Le Togo s’affirme comme acteur majeur de la stabilité régionale

Dans un contexte où les tensions persistent dans l’Est de la République démocratique du Congo, la Togo et son président du Conseil des ministres, Faure Essozimna Gnassingbé, s’imposent comme des figures centrales du dialogue diplomatique. Ce mardi 14 juillet 2026, à Pya, dans la préfecture de la Kozah, le chef de la diplomatie togolaise a reçu en audience Floribert Anzuluni, ministre congolais de l’Intégration régionale. L’objectif ? Échanger sur les défis sécuritaires qui secouent la région des Grands Lacs et renforcer les efforts de médiation en cours.

Une rencontre diplomatique sous haute tension régionale

Lors de cet entretien, les deux responsables ont passé en revue les relations bilatérales entre le Togo et la RDC, tout en analysant la situation dans l’Est congolais. Selon les informations communiquées par la présidence togolaise, les discussions ont également porté sur les initiatives de médiation mises en place pour instaurer une paix durable dans la région. Faure Gnassingbé, désigné médiateur par l’Union africaine, a réaffirmé son engagement à œuvrer en faveur d’une résolution pacifique du conflit.

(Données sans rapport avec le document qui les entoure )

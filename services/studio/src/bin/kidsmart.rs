//! services/studio/src/bin/kidsmart.rs

use std::path::PathBuf;
use std::sync::Arc;
use std::time::Duration;

use clap::{Parser, Subcommand, ValueEnum};
use kidsmart_core::orchestrator::{DEFAULT_FLASHCARDS, DEFAULT_STORY_PAGES};
use kidsmart_core::{CardViewer, ImageRef, LinkKind, PageOutcome, Rejection, ScriptOutcome, TeacherTool};
use studio_lib::{config::Config, error::StudioError, export::export_story, state::AppState};
use tracing::{info, warn};
use tracing_subscriber::{layer::SubscriberExt, util::SubscriberInitExt};

#[derive(Parser)]
#[command(name = "kidsmart", version, about = "Picture stories, flashcards and lesson plans for preschool classes")]
struct Cli {
    #[command(subcommand)]
    command: Commands,
}

#[derive(Subcommand)]
enum Commands {
    /// Write a story script, then draw its pages one by one
    Story {
        topic: String,
        /// Number of pages (3 to 10)
        #[arg(long, default_value_t = DEFAULT_STORY_PAGES)]
        pages: usize,
        /// Save the story to the library before drawing so every page is checkpointed
        #[arg(long)]
        save: bool,
        /// Write the snapshot and inline page images to this directory
        #[arg(long)]
        export: Option<PathBuf>,
    },
    /// Create a flashcard set, drawing one card at a time
    Flashcards {
        topic: String,
        /// Number of cards (1 to 20)
        #[arg(long, default_value_t = DEFAULT_FLASHCARDS)]
        count: usize,
        /// Save the finished set to the library
        #[arg(long)]
        save: bool,
    },
    /// Write a lesson plan
    Lesson {
        topic: String,
        /// Print without markdown markers
        #[arg(long)]
        plain: bool,
    },
    /// Saved stories and flashcard sets
    Library {
        #[command(subcommand)]
        command: LibraryCommands,
    },
    /// Kid zone story and game bookmarks
    Links {
        #[arg(value_enum)]
        shelf: Shelf,
        #[command(subcommand)]
        command: LinkCommands,
    },
}

#[derive(Subcommand)]
enum LibraryCommands {
    /// List saved stories (built-in templates included)
    Stories,
    /// List saved flashcard sets
    Sets,
    /// Read a saved story page aloud
    Read {
        story_id: String,
        /// One-based page number
        #[arg(long, default_value_t = 1)]
        page: usize,
    },
    /// Walk through the cards of a saved set starting at a card
    Cards {
        set_id: String,
        /// One-based card number
        #[arg(long, default_value_t = 1)]
        from: usize,
    },
    /// Export a saved story to a directory
    Export { story_id: String, dir: PathBuf },
    DeleteStory { story_id: String },
    DeleteSet { set_id: String },
}

#[derive(Subcommand)]
enum LinkCommands {
    List,
    Add { title: String, url: String },
    Delete { id: String },
}

#[derive(Clone, Copy, ValueEnum)]
enum Shelf {
    Story,
    Game,
}

impl From<Shelf> for LinkKind {
    fn from(shelf: Shelf) -> Self {
        match shelf {
            Shelf::Story => LinkKind::Story,
            Shelf::Game => LinkKind::Game,
        }
    }
}

#[tokio::main]
async fn main() -> Result<(), StudioError> {
    let cli = Cli::parse();

    // --- 1. Load Configuration & Set Up Logging ---
    let config = Arc::new(Config::from_env()?);
    tracing_subscriber::registry()
        .with(tracing_subscriber::EnvFilter::new(config.log_level.to_string()))
        .with(tracing_subscriber::fmt::layer())
        .init();
    info!(data_dir = %config.data_dir.display(), "configuration loaded");

    // --- 2. Wire Adapters and Workflows ---
    let state = AppState::build(config)?;

    // --- 3. Run the Command ---
    match cli.command {
        Commands::Story {
            topic,
            pages,
            save,
            export,
        } => run_story(&state, &topic, pages, save, export).await,
        Commands::Flashcards { topic, count, save } => run_flashcards(&state, &topic, count, save).await,
        Commands::Lesson { topic, plain } => run_lesson(&state, &topic, plain).await,
        Commands::Library { command } => run_library(&state, command).await,
        Commands::Links { shelf, command } => run_links(&state, shelf.into(), command).await,
    }
}

//=========================================================================================
// Teacher tools
//=========================================================================================

async fn run_story(
    state: &AppState,
    topic: &str,
    pages: usize,
    save: bool,
    export: Option<PathBuf>,
) -> Result<(), StudioError> {
    state.open_tool(TeacherTool::StoryCreator);
    let story = match state.stories.request_script(topic, pages).await? {
        ScriptOutcome::Ready(story) => story,
        ScriptOutcome::EmptyTopic => {
            warn!("empty topic, nothing to write");
            return Ok(());
        }
        ScriptOutcome::Discarded => {
            warn!(topic, "story was reset while the script was being written");
            return Ok(());
        }
    };
    println!("📖 {}", story.title);
    if save {
        state.stories.save_story()?;
    }

    for (index, page) in story.pages.iter().enumerate() {
        println!("\n[{}/{}] {}", index + 1, story.pages.len(), page.narrative_text);
        match draw_page(state, index).await? {
            Some(image) => println!("    🖼  {}", image),
            None => {
                warn!(page = index + 1, "no image for this page, stopping");
                break;
            }
        }
    }

    if let (Some(dir), Some(story)) = (export, state.stories.story()) {
        for path in export_story(&story, &dir)? {
            println!("    → {}", path.display());
        }
    }
    state.back();
    Ok(())
}

/// Draws one page, sitting out any cooldown first.
async fn draw_page(state: &AppState, index: usize) -> Result<Option<ImageRef>, StudioError> {
    loop {
        match state.stories.generate_page_image(index).await? {
            PageOutcome::Attached(image) => return Ok(Some(image)),
            PageOutcome::Unavailable | PageOutcome::Discarded => return Ok(None),
            PageOutcome::Rejected(Rejection::CoolingDown { remaining_secs }) => {
                println!("    ⏳ chờ {}s...", remaining_secs);
                tokio::time::sleep(Duration::from_secs(remaining_secs)).await;
            }
            PageOutcome::Rejected(rejection) => {
                return Err(StudioError::Internal(format!(
                    "page {} refused: {:?}",
                    index + 1,
                    rejection
                )))
            }
        }
    }
}

async fn run_flashcards(state: &AppState, topic: &str, count: usize, save: bool) -> Result<(), StudioError> {
    state.open_tool(TeacherTool::FlashcardMaker);

    let mut progress = state.flashcards.subscribe();
    let printer = tokio::spawn(async move {
        while progress.changed().await.is_ok() {
            if let Some(line) = progress.borrow_and_update().status_text() {
                println!("  {}", line);
            }
        }
    });

    let report = state.flashcards.create(topic, count).await;
    printer.abort();
    let Some(report) = report? else {
        warn!("nothing generated (empty topic or another generation is running)");
        return Ok(());
    };

    println!("🃏 {} ({} thẻ)", report.topic, report.cards.len());
    for (index, card) in report.cards.iter().enumerate() {
        let english = card.foreign_term.as_deref().unwrap_or("-");
        let image = card
            .image_ref
            .as_ref()
            .map(|image| image.to_string())
            .unwrap_or_else(|| "(chưa có ảnh)".to_string());
        println!("  {:>2}. {} / {}  {}", index + 1, card.local_term, english, image);
    }
    if !report.missing_images.is_empty() {
        warn!(cards = ?report.missing_images, "some cards have no image");
    }

    if save && !report.interrupted {
        if let Some(set) = state.flashcards.save_current_set()? {
            println!("  saved as {}", set.id);
        }
    }
    state.back();
    Ok(())
}

async fn run_lesson(state: &AppState, topic: &str, plain: bool) -> Result<(), StudioError> {
    state.open_tool(TeacherTool::LessonPlanner);
    if let Some(plan) = state.lessons.create(topic).await? {
        let text = if plain {
            state.lessons.copy_text().unwrap_or_default()
        } else {
            plan.content
        };
        println!("{}", text);
    }
    state.back();
    Ok(())
}

//=========================================================================================
// Library
//=========================================================================================

async fn run_library(state: &AppState, command: LibraryCommands) -> Result<(), StudioError> {
    match command {
        LibraryCommands::Stories => {
            for story in state.stories.load_library()? {
                let drawn = story.pages.iter().filter(|p| p.has_image()).count();
                println!("{}  {}  ({}/{} trang có ảnh)", story.id, story.title, drawn, story.pages.len());
            }
        }
        LibraryCommands::Sets => {
            for set in state.flashcards.saved_sets()? {
                println!(
                    "{}  {}  {} thẻ  {}",
                    set.id,
                    set.topic,
                    set.cards.len(),
                    set.created_at.format("%d/%m/%Y")
                );
            }
        }
        LibraryCommands::Read { story_id, page } => {
            let story = find_story(state, &story_id)?;
            state.open_tool(TeacherTool::StoryCreator);
            state.stories.open_story(&story);
            let index = page.saturating_sub(1);
            if state.stories.toggle_page_speech(index)? {
                let wait = tokio::time::sleep(Duration::from_secs(120));
                tokio::pin!(wait);
                loop {
                    tokio::select! {
                        _ = &mut wait => break,
                        _ = tokio::signal::ctrl_c() => break,
                        _ = tokio::time::sleep(Duration::from_millis(200)) => {
                            if !state.stories.is_page_speaking(index) {
                                break;
                            }
                        }
                    }
                }
            }
            state.back();
        }
        LibraryCommands::Cards { set_id, from } => {
            let set = state
                .flashcards
                .saved_sets()?
                .into_iter()
                .find(|set| set.id == set_id)
                .ok_or_else(|| StudioError::Internal(format!("no flashcard set {}", set_id)))?;
            state.open_tool(TeacherTool::FlashcardMaker);
            state.flashcards.load_set(&set);

            let cards = state.flashcards.cards();
            let mut viewer = CardViewer::new(cards.len());
            if viewer.open(from.saturating_sub(1)) {
                for _ in 0..cards.len() {
                    if let Some(card) = viewer.selected().and_then(|i| cards.get(i)) {
                        println!("{}  {}", card.local_term, card.foreign_term.as_deref().unwrap_or(""));
                    }
                    viewer.next();
                }
                viewer.close();
            }
            state.back();
        }
        LibraryCommands::Export { story_id, dir } => {
            let story = find_story(state, &story_id)?;
            for path in export_story(&story, &dir)? {
                println!("{}", path.display());
            }
        }
        LibraryCommands::DeleteStory { story_id } => state.stories.delete_story(&story_id)?,
        LibraryCommands::DeleteSet { set_id } => state.flashcards.delete_set(&set_id)?,
    }
    Ok(())
}

fn find_story(state: &AppState, id: &str) -> Result<kidsmart_core::Story, StudioError> {
    state
        .stories
        .load_library()?
        .into_iter()
        .find(|story| story.id == id)
        .ok_or_else(|| StudioError::Internal(format!("no story {}", id)))
}

//=========================================================================================
// Kid zone
//=========================================================================================

async fn run_links(state: &AppState, kind: LinkKind, command: LinkCommands) -> Result<(), StudioError> {
    state.open_shelf(kind);
    let library = state.links(kind);
    library.load().await?;

    match command {
        LinkCommands::List => {
            for link in library.combined() {
                let origin = if link.originates_from_feed { "feed" } else { "local" };
                println!("{}  [{}] {}  {}", link.id, origin, link.title, link.url);
            }
        }
        LinkCommands::Add { title, url } => match library.add_local(&title, &url)? {
            Some(link) => println!("{}  {}", link.id, link.url),
            None => warn!("title and url are both required"),
        },
        LinkCommands::Delete { id } => {
            if !library.delete(&id)? {
                warn!(id, "not deleted: unknown id or a feed entry");
            }
        }
    }
    state.back();
    Ok(())
}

« Floribert Anzuluni a exprimé sa gratitude envers le président Gnassingbé pour son implication personnelle dans la recherche d’une solution à la crise qui affecte la région des Grands Lacs. Le président togolais, en tant que médiateur de l’Union africaine, poursuit les consultations avec toutes les parties prenantes afin de favoriser un règlement pacifique et durable du conflit. »

Un conflit aux multiples facettes

Les échanges intervenaient dans un contexte particulièrement tendu. L’Alliance des Forces Démocratiques (AFC/M23), soutenue par le Rwanda selon les autorités congolaises et plusieurs rapports internationaux, continue de gagner du terrain dans les provinces du Nord-Kivu et du Sud-Kivu. Malgré les tentatives de médiation engagées à Washington et à Doha, aucune avancée concrète n’a encore permis de mettre fin aux hostilités.

Par ailleurs, ces discussions surviennent à un moment où le débat politique interne en RDC s’intensifie autour d’un possible projet de révision constitutionnelle, à seulement deux ans de la fin du mandat du président Félix Tshisekedi.

Une mobilisation diplomatique sans précédent

Les consultations menées par Faure Gnassingbé s’inscrivent dans une dynamique régionale plus large. Kinshasa et Luanda entretiennent des échanges réguliers sur les enjeux de paix et de sécurité, tandis que le président burundais Évariste Ndayishimiye, en sa qualité de président en exercice de l’Union africaine, a récemment mené des consultations avec les principales confessions religieuses de la RDC ainsi qu’avec des leaders de l’opposition congolaise.

Quelques jours plus tôt, Félix Tshisekedi s’était rendu à Brazzaville pour échanger avec son homologue congolais, Denis Sassou Nguesso. Cette visite faisait suite à la tournée de Évariste Ndayishimiye à Kinshasa. Peu après, Denis Sassou Nguesso a poursuivi ses consultations en recevant le cardinal Fridolin Ambongo, afin d’aborder la situation politique et institutionnelle en RDC.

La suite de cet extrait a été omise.